(Items from a dataset)
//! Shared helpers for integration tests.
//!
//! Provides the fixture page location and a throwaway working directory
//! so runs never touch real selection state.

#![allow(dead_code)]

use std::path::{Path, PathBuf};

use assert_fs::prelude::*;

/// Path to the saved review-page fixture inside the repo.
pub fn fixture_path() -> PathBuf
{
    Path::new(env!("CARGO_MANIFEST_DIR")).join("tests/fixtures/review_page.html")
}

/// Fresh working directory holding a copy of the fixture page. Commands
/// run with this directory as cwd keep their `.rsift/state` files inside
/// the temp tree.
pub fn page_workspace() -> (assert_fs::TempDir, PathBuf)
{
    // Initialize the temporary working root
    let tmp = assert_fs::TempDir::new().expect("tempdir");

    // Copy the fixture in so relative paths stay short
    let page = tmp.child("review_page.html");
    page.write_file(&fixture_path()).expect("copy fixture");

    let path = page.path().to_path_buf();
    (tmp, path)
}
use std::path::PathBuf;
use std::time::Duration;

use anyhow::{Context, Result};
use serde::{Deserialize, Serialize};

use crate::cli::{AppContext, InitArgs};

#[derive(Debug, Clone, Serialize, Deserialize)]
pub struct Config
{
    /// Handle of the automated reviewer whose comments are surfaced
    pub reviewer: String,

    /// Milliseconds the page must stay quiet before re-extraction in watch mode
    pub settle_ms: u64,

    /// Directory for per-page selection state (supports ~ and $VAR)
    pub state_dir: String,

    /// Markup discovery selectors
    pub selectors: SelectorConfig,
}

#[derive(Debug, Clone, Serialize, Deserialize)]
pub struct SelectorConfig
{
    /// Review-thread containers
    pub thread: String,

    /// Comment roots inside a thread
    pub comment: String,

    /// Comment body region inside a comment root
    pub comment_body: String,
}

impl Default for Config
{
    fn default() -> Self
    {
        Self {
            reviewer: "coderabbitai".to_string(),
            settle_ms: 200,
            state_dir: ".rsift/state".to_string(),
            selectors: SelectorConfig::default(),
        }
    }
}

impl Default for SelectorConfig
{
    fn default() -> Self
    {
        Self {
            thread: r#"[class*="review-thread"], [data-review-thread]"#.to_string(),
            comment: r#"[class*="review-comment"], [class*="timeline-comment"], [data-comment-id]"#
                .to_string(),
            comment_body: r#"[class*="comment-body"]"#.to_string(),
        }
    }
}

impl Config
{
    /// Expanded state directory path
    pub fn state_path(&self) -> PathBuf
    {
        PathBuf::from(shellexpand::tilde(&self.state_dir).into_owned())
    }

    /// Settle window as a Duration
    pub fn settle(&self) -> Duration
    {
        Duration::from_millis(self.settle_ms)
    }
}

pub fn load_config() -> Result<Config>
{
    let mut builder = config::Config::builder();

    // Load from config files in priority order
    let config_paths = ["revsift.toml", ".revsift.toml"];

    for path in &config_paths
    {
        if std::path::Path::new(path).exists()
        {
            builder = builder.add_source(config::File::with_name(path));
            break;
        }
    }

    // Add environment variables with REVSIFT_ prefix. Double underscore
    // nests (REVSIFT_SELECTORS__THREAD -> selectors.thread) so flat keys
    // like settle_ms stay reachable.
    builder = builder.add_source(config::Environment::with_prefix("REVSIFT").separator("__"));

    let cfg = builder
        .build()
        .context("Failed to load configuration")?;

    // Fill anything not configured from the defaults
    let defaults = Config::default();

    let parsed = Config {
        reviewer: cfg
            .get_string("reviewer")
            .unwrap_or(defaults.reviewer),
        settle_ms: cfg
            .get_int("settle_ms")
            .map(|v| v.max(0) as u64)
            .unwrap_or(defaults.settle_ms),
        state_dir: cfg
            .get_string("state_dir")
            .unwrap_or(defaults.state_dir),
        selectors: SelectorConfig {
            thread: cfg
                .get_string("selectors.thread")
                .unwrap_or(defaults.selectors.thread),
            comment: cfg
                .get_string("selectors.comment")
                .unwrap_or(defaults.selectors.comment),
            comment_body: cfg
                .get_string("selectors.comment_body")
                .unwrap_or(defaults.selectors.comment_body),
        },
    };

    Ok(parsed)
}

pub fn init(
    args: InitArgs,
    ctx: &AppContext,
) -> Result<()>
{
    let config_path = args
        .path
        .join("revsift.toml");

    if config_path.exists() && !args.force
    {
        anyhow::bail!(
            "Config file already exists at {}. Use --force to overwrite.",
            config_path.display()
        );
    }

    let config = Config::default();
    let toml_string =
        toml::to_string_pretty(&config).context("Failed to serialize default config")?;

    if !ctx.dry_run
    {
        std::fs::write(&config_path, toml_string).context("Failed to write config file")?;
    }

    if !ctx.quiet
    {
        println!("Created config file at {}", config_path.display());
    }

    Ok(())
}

> **Task**
Every single record is to be set down again, unaltered.

> **Output**
//! Shared helpers for integration tests.
//!
//! Provides the fixture page location and a throwaway working directory
//! so runs never touch real selection state.

#![allow(dead_code)]

use std::path::{Path, PathBuf};

use assert_fs::prelude::*;

/// Path to the saved review-page fixture inside the repo.
pub fn fixture_path() -> PathBuf
{
    Path::new(env!("CARGO_MANIFEST_DIR")).join("tests/fixtures/review_page.html")
}

/// Fresh working directory holding a copy of the fixture page. Commands
/// run with this directory as cwd keep their `.rsift/state` files inside
/// the temp tree.
pub fn page_workspace() -> (assert_fs::TempDir, PathBuf)
{
    // Initialize the temporary working root
    let tmp = assert_fs::TempDir::new().expect("tempdir");

    // Copy the fixture in so relative paths stay short
    let page = tmp.child("review_page.html");
    page.write_file(&fixture_path()).expect("copy fixture");

    let path = page.path().to_path_buf();
    (tmp, path)
}
use std::path::PathBuf;
use std::time::Duration;

use anyhow::{Context, Result};
use serde::{Deserialize, Serialize};

use crate::cli::{AppContext, InitArgs};

#[derive(Debug, Clone, Serialize, Deserialize)]
pub struct Config
{
    /// Handle of the automated reviewer whose comments are surfaced
    pub reviewer: String,

    /// Milliseconds the page must stay quiet before re-extraction in watch mode
    pub settle_ms: u64,

    /// Directory for per-page selection state (supports ~ and $VAR)
    pub state_dir: String,

    /// Markup discovery selectors
    pub selectors: SelectorConfig,
}

#[derive(Debug, Clone, Serialize, Deserialize)]
pub struct SelectorConfig
{
    /// Review-thread containers
    pub thread: String,

    /// Comment roots inside a thread
    pub comment: String,

    /// Comment body region inside a comment root
    pub comment_body: String,
}

impl Default for Config
{
    fn default() -> Self
    {
        Self {
            reviewer: "coderabbitai".to_string(),
            settle_ms: 200,
            state_dir: ".rsift/state".to_string(),
            selectors: SelectorConfig::default(),
        }
    }
}

impl Default for SelectorConfig
{
    fn default() -> Self
    {
        Self {
            thread: r#"[class*="review-thread"], [data-review-thread]"#.to_string(),
            comment: r#"[class*="review-comment"], [class*="timeline-comment"], [data-comment-id]"#
                .to_string(),
            comment_body: r#"[class*="comment-body"]"#.to_string(),
        }
    }
}

impl Config
{
    /// Expanded state directory path
    pub fn state_path(&self) -> PathBuf
    {
        PathBuf::from(shellexpand::tilde(&self.state_dir).into_owned())
    }

    /// Settle window as a Duration
    pub fn settle(&self) -> Duration
    {
        Duration::from_millis(self.settle_ms)
    }
}

pub fn load_config() -> Result<Config>
{
    let mut builder = config::Config::builder();

    // Load from config files in priority order
    let config_paths = ["revsift.toml", ".revsift.toml"];

    for path in &config_paths
    {
        if std::path::Path::new(path).exists()
        {
            builder = builder.add_source(config::File::with_name(path));
            break;
        }
    }

    // Add environment variables with REVSIFT_ prefix. Double underscore
    // nests (REVSIFT_SELECTORS__THREAD -> selectors.thread) so flat keys
    // like settle_ms stay reachable.
    builder = builder.add_source(config::Environment::with_prefix("REVSIFT").separator("__"));

    let cfg = builder
        .build()
        .context("Failed to load configuration")?;

    // Fill anything not configured from the defaults
    let defaults = Config::default();

    let parsed = Config {
        reviewer: cfg
            .get_string("reviewer")
            .unwrap_or(defaults.reviewer),
        settle_ms: cfg
            .get_int("settle_ms")
            .map(|v| v.max(0) as u64)
            .unwrap_or(defaults.settle_ms),
        state_dir: cfg
            .get_string("state_dir")
            .unwrap_or(defaults.state_dir),
        selectors: SelectorConfig {
            thread: cfg
                .get_string("selectors.thread")
                .unwrap_or(defaults.selectors.thread),
            comment: cfg
                .get_string("selectors.comment")
                .unwrap_or(defaults.selectors.comment),
            comment_body: cfg
                .get_string("selectors.comment_body")
                .unwrap_or(defaults.selectors.comment_body),
        },
    };

    Ok(parsed)
}

pub fn init(
    args: InitArgs,
    ctx: &AppContext,
) -> Result<()>
{
    let config_path = args
        .path
        .join("revsift.toml");

    if config_path.exists() && !args.force
    {
        anyhow::bail!(
            "Config file already exists at {}. Use --force to overwrite.",
            config_path.display()
        );
    }

    let config = Config::default();
    let toml_string =
        toml::to_string_pretty(&config).context("Failed to serialize default config")?;

    if !ctx.dry_run
    {
        std::fs::write(&config_path, toml_string).context("Failed to write config file")?;
    }

    if !ctx.quiet
    {
        println!("Created config file at {}", config_path.display());
    }

    Ok(())
}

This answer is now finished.